Joshua has a natural knack for science and hopes to one day use that to become a medical doctor. He says that he wants to help people maintain good health. His mother has a similar dream for her son- she hopes one day he will become a doctor or engineer. However, since she and her husband are farmers, she has had a hard time supporting her son’s education. Joshua has six other siblings who are all in school and the financial burden of all the school supplies and uniforms weighs on his parents. With the scholarship, Joshua is able to continue on his quest toward becoming a doctor and his parents do not have to worry about paying for his supplies and uniform. Abena Afrakoma, Joshua’s mother, is overjoyed that she gets to see her son continue his education and pursue his dreams.
Ellen White Yeaboah
Before Ellen received her scholarship from the Yonso Project for junior high school, she could not afford to pay for the necessary materials to be successful in school. Her parents are both farmers and she resides with her grandmother because there is no school near where her parents live. Once the Yonso Project was able to provide her with the necessary school supplies, Ellen was able to share some of the materials with her two siblings. With the provisions she needs, Ellen has been able to focus on her favorite subject, social studies, and get the most out of her education. She hopes to one day become a nurse, and with access to school materials she will be able to learn everything she needs to in order to make this dream a reality.

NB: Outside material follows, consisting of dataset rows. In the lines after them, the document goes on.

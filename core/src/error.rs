use crate::DocumentId;
use thiserror::Error;

pub type Result<T, E = SearchError> = std::result::Result<T, E>;

/// Errors surfaced by the search engine. Every check runs before any state is touched.
#[derive(Debug, Clone, PartialEq, Eq, Error)]
pub enum SearchError {
    /// Malformed input: control characters, a bad document id, or broken minus-term syntax.
    #[error("invalid argument: {0}")]
    InvalidArgument(String),
    #[error("document {0} not found")]
    DocumentNotFound(DocumentId),
    #[error("index {index} out of range for {len} documents")]
    OutOfRange { index: usize, len: usize },
}

impl SearchError {
    pub fn is_invalid_argument(&self) -> bool {
        matches!(self, SearchError::InvalidArgument(_))
    }

    pub(crate) fn invalid(msg: impl Into<String>) -> Self {
        SearchError::InvalidArgument(msg.into())
    }
}
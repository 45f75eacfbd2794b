use crate::config::SearchConfig;
use crate::error::{Result, SearchError};
use crate::index::{DocumentData, InvertedIndex};
use crate::query::Query;
use crate::tokenizer::{is_valid_text, make_unique_non_empty, split_into_words};
use crate::{Document, DocumentId, DocumentStatus};
use std::collections::{BTreeMap, BTreeSet};
use tracing::{debug, trace};

/// Predicate accepting only documents with the given status.
pub fn status_filter(status: DocumentStatus) -> impl Fn(DocumentId, DocumentStatus, i32) -> bool + Copy {
    move |_id, document_status, _rating| document_status == status
}

/// TF-IDF search engine over short space-separated documents.
///
/// Stop words are fixed at construction. Documents are immutable once added.
#[derive(Debug)]
pub struct SearchServer {
    stop_words: BTreeSet<String>,
    index: InvertedIndex,
    config: SearchConfig,
}

impl SearchServer {
    pub fn new<I, S>(stop_words: I) -> Result<Self>
    where
        I: IntoIterator<Item = S>,
        S: AsRef<str>,
    {
        Self::with_config(stop_words, SearchConfig::default())
    }

    /// Build from a single space-separated list of stop words, e.g. `"and in on"`.
    pub fn from_stop_words_text(text: &str) -> Result<Self> {
        Self::new(split_into_words(text))
    }

    pub fn with_config<I, S>(stop_words: I, config: SearchConfig) -> Result<Self>
    where
        I: IntoIterator<Item = S>,
        S: AsRef<str>,
    {
        let stop_words = make_unique_non_empty(stop_words);
        if let Some(bad) = stop_words.iter().find(|w| !is_valid_text(w)) {
            return Err(SearchError::invalid(format!("stop word {bad:?} contains control characters")));
        }
        Ok(Self { stop_words, index: InvertedIndex::new(), config })
    }

    pub fn config(&self) -> &SearchConfig {
        &self.config
    }

    pub fn add_document(
        &mut self,
        document_id: DocumentId,
        document: &str,
        status: DocumentStatus,
        ratings: &[i32],
    ) -> Result<()> {
        if document_id < 0 {
            return Err(SearchError::invalid(format!("document id {document_id} is negative")));
        }
        if self.index.contains_document(document_id) {
            return Err(SearchError::invalid(format!("document id {document_id} already exists")));
        }
        if !is_valid_text(document) {
            return Err(SearchError::invalid(format!(
                "document {document_id} contains control characters"
            )));
        }

        let words = self.split_into_words_no_stop(document);
        let data = DocumentData { rating: compute_average_rating(ratings), status };
        self.index.insert(document_id, &words, data);
        debug!(document_id, words = words.len(), rating = data.rating, "document added");
        Ok(())
    }

    /// Top documents with [`DocumentStatus::Active`].
    pub fn find_top_documents(&self, raw_query: &str) -> Result<Vec<Document>> {
        self.find_top_documents_by_status(raw_query, DocumentStatus::Active)
    }

    pub fn find_top_documents_by_status(&self, raw_query: &str, status: DocumentStatus) -> Result<Vec<Document>> {
        self.find_top_documents_with(raw_query, status_filter(status))
    }

    /// Top documents accepted by `predicate(id, status, rating)`, best first.
    pub fn find_top_documents_with<P>(&self, raw_query: &str, predicate: P) -> Result<Vec<Document>>
    where
        P: Fn(DocumentId, DocumentStatus, i32) -> bool,
    {
        let query = Query::parse(raw_query, &self.stop_words)?;
        let mut matched = self.find_all_documents(&query, predicate);
        sort_by_relevance(&mut matched, self.config.relevance_epsilon);
        matched.truncate(self.config.max_result_document_count);
        debug!(
            plus = query.plus_words.len(),
            minus = query.minus_words.len(),
            hits = matched.len(),
            "query evaluated"
        );
        Ok(matched)
    }

    pub fn get_document_count(&self) -> usize {
        self.index.num_docs()
    }

    /// Plus words of `raw_query` found in the document, sorted. Empty when any minus word
    /// is present in the document.
    pub fn match_document(&self, raw_query: &str, document_id: DocumentId) -> Result<(Vec<String>, DocumentStatus)> {
        let query = Query::parse(raw_query, &self.stop_words)?;
        let data = self
            .index
            .document(document_id)
            .ok_or(SearchError::DocumentNotFound(document_id))?;

        let vetoed = query
            .minus_words
            .iter()
            .any(|w| self.index.word_in_document(w, document_id));
        if vetoed {
            return Ok((Vec::new(), data.status));
        }
        let matched = query
            .plus_words
            .into_iter()
            .filter(|w| self.index.word_in_document(w, document_id))
            .collect();
        Ok((matched, data.status))
    }

    /// Id of the `index`-th added document.
    pub fn get_document_id(&self, index: usize) -> Result<DocumentId> {
        let order = self.index.document_order();
        order
            .get(index)
            .copied()
            .ok_or(SearchError::OutOfRange { index, len: order.len() })
    }

    /// Document ids in insertion order.
    pub fn document_ids(&self) -> impl Iterator<Item = DocumentId> + '_ {
        self.index.document_order().iter().copied()
    }

    fn is_stop_word(&self, word: &str) -> bool {
        self.stop_words.contains(word)
    }

    fn split_into_words_no_stop<'t>(&self, text: &'t str) -> Vec<&'t str> {
        split_into_words(text)
            .into_iter()
            .filter(|w| !self.is_stop_word(w))
            .collect()
    }

    fn find_all_documents<P>(&self, query: &Query, predicate: P) -> Vec<Document>
    where
        P: Fn(DocumentId, DocumentStatus, i32) -> bool,
    {
        let mut document_to_relevance: BTreeMap<DocumentId, f64> = BTreeMap::new();
        for word in &query.plus_words {
            let (Some(postings), Some(idf)) = (self.index.postings(word), self.index.inverse_document_freq(word)) else {
                continue;
            };
            trace!(word = word.as_str(), idf, "plus word");
            for (&id, &term_freq) in postings {
                let Some(data) = self.index.document(id) else { continue };
                if predicate(id, data.status, data.rating) {
                    *document_to_relevance.entry(id).or_insert(0.0) += term_freq * idf;
                }
            }
        }

        for word in &query.minus_words {
            if let Some(postings) = self.index.postings(word) {
                for id in postings.keys() {
                    document_to_relevance.remove(id);
                }
            }
        }

        document_to_relevance
            .into_iter()
            .filter_map(|(id, relevance)| {
                self.index.document(id).map(|d| Document::new(id, relevance, d.rating))
            })
            .collect()
    }
}

/// Truncating average; 0 for no ratings.
fn compute_average_rating(ratings: &[i32]) -> i32 {
    if ratings.is_empty() {
        return 0;
    }
    let sum: i64 = ratings.iter().map(|&r| i64::from(r)).sum();
    (sum / ratings.len() as i64) as i32
}

/// Relevance descending; results within `epsilon` of the first in their run are ordered by rating
/// descending.
fn sort_by_relevance(docs: &mut [Document], epsilon: f64) {
    docs.sort_by(|a, b| b.relevance.total_cmp(&a.relevance));
    let mut start = 0;
    while start < docs.len() {
        let mut end = start + 1;
        while end < docs.len() && (docs[start].relevance - docs[end].relevance).abs() < epsilon {
            end += 1;
        }
        docs[start..end].sort_by(|a, b| b.rating.cmp(&a.rating));
        start = end;
    }
}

Sophia, Ruth’s mother, is raising her three children completely on her own and, on top of that, she is unable to work due to medical issues. She recalls, in sadness, days when she could not even afford to feed her children lunch. Once Ruth was able to receive the scholarship to pay for her school materials for junior high school, her mother was able to use the money she had been spending on school supplies on food for her children instead. Sophia is so happy Ruth is able have a quality education and hopes that one day Ruth can become a positive contributor to her community and country. Ruth’s aspirations line up perfectly, as she one day hopes to become a nurse so she can help people in need.